*What the task asks*: Among the lines below, a stretch begins at the one with "use crate::error::OAuthError;" and ends at the one with "axum::serve(listener, app)". Repeat that stretch exactly, ends included.

*Recorded data*:

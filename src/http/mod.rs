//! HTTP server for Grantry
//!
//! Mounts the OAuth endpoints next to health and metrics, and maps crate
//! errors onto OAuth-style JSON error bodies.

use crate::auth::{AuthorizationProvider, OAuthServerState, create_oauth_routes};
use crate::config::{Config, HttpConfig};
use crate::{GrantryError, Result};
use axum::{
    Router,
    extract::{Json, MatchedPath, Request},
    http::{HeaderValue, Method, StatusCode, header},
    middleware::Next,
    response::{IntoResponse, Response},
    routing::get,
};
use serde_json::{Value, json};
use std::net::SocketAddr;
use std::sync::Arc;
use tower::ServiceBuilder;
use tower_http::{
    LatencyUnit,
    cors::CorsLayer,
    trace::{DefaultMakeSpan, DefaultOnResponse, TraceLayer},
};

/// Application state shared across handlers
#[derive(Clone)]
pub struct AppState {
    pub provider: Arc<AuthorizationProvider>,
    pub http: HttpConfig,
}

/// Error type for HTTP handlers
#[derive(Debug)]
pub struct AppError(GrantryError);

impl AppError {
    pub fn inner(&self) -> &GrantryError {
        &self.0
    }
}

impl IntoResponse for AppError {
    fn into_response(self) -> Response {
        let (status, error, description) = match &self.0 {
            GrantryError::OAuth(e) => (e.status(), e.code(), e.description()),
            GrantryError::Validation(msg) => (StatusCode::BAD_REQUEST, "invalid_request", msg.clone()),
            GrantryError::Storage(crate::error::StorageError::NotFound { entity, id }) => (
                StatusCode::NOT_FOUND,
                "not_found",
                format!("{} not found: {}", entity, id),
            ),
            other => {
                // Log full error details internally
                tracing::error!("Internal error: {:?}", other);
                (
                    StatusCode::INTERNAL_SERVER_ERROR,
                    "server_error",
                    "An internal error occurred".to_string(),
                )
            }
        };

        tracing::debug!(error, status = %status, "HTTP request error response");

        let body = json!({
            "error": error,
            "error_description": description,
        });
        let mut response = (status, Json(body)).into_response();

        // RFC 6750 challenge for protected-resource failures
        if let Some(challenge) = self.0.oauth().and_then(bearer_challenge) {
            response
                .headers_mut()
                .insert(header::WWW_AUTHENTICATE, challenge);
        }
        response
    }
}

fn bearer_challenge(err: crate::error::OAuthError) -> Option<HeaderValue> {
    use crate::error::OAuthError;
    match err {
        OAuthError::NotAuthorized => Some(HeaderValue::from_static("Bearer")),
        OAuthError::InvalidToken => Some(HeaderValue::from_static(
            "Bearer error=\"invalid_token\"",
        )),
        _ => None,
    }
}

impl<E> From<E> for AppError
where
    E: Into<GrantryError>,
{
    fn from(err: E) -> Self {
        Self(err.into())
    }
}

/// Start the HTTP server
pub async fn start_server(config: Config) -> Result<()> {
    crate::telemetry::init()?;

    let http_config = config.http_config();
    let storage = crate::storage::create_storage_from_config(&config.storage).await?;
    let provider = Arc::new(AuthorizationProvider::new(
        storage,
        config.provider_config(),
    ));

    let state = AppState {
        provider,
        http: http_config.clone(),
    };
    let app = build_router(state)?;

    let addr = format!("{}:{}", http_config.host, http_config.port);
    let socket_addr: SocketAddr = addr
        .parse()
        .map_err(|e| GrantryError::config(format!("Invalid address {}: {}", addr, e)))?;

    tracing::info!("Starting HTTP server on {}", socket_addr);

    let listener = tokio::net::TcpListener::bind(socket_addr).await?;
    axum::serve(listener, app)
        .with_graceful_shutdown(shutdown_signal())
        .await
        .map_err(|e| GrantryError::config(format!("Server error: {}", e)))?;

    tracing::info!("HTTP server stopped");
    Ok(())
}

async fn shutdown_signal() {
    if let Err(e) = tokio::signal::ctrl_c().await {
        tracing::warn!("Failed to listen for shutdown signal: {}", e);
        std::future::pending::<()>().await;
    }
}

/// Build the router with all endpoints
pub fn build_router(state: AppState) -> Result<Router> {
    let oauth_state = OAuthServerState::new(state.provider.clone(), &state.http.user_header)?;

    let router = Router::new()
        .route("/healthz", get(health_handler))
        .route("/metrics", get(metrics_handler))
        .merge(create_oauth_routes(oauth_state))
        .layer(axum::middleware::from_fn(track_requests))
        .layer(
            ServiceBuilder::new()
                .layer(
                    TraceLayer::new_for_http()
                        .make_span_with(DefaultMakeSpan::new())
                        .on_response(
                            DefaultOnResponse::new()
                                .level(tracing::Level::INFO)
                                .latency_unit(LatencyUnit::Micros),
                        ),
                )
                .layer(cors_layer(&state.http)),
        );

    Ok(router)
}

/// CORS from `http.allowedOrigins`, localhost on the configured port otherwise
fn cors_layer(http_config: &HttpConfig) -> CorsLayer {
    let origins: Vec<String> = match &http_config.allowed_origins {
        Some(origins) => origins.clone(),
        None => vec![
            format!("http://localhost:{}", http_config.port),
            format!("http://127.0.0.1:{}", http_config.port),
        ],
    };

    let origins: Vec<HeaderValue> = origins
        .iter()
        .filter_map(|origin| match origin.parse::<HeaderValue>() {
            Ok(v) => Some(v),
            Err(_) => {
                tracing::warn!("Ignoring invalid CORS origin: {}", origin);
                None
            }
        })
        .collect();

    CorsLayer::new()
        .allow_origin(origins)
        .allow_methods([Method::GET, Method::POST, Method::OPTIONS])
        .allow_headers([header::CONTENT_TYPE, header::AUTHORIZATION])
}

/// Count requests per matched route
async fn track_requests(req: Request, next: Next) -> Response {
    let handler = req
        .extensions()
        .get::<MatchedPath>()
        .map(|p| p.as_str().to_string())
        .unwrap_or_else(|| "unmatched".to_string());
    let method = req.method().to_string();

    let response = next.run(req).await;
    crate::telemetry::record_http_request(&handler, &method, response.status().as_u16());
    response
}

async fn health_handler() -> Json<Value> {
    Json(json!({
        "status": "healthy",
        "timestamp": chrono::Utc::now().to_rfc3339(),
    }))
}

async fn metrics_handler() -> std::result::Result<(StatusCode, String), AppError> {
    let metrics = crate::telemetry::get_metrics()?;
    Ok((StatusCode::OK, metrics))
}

*Solution*:
    use crate::error::OAuthError;
    match err {
        OAuthError::NotAuthorized => Some(HeaderValue::from_static("Bearer")),
        OAuthError::InvalidToken => Some(HeaderValue::from_static(
            "Bearer error=\"invalid_token\"",
        )),
        _ => None,
    }
}

impl<E> From<E> for AppError
where
    E: Into<GrantryError>,
{
    fn from(err: E) -> Self {
        Self(err.into())
    }
}

/// Start the HTTP server
pub async fn start_server(config: Config) -> Result<()> {
    crate::telemetry::init()?;

    let http_config = config.http_config();
    let storage = crate::storage::create_storage_from_config(&config.storage).await?;
    let provider = Arc::new(AuthorizationProvider::new(
        storage,
        config.provider_config(),
    ));

    let state = AppState {
        provider,
        http: http_config.clone(),
    };
    let app = build_router(state)?;

    let addr = format!("{}:{}", http_config.host, http_config.port);
    let socket_addr: SocketAddr = addr
        .parse()
        .map_err(|e| GrantryError::config(format!("Invalid address {}: {}", addr, e)))?;

    tracing::info!("Starting HTTP server on {}", socket_addr);

    let listener = tokio::net::TcpListener::bind(socket_addr).await?;
    axum::serve(listener, app)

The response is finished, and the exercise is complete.